=== Section Start ===

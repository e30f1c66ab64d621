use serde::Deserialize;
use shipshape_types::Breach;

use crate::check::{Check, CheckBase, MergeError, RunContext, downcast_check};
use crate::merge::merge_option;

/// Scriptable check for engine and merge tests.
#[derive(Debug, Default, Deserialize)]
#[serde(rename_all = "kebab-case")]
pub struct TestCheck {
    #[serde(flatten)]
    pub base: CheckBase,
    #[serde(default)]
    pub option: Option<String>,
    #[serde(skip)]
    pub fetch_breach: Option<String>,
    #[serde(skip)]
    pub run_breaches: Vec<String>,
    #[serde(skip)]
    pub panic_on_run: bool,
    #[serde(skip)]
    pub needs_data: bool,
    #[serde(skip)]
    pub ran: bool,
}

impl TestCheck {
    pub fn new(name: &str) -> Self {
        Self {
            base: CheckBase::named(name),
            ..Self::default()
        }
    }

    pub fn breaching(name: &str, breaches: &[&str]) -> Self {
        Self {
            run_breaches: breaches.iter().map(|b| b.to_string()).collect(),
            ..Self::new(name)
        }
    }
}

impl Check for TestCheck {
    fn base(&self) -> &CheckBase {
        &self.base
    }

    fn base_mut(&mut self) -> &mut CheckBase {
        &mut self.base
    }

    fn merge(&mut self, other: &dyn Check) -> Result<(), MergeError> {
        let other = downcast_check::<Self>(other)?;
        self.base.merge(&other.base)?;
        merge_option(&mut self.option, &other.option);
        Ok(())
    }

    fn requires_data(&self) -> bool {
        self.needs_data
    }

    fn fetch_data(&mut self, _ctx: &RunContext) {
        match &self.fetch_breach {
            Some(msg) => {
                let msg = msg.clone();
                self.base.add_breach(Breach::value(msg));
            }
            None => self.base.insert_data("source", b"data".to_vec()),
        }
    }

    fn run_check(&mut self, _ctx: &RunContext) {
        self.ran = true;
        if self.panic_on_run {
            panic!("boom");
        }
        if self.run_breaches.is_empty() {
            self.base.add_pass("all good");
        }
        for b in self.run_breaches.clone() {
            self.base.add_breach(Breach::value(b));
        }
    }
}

=== Section End ===

- _Task statement_: How many lines in the entries include the string "TestCheck"? Answer with the number alone.

- _Solution below_: 3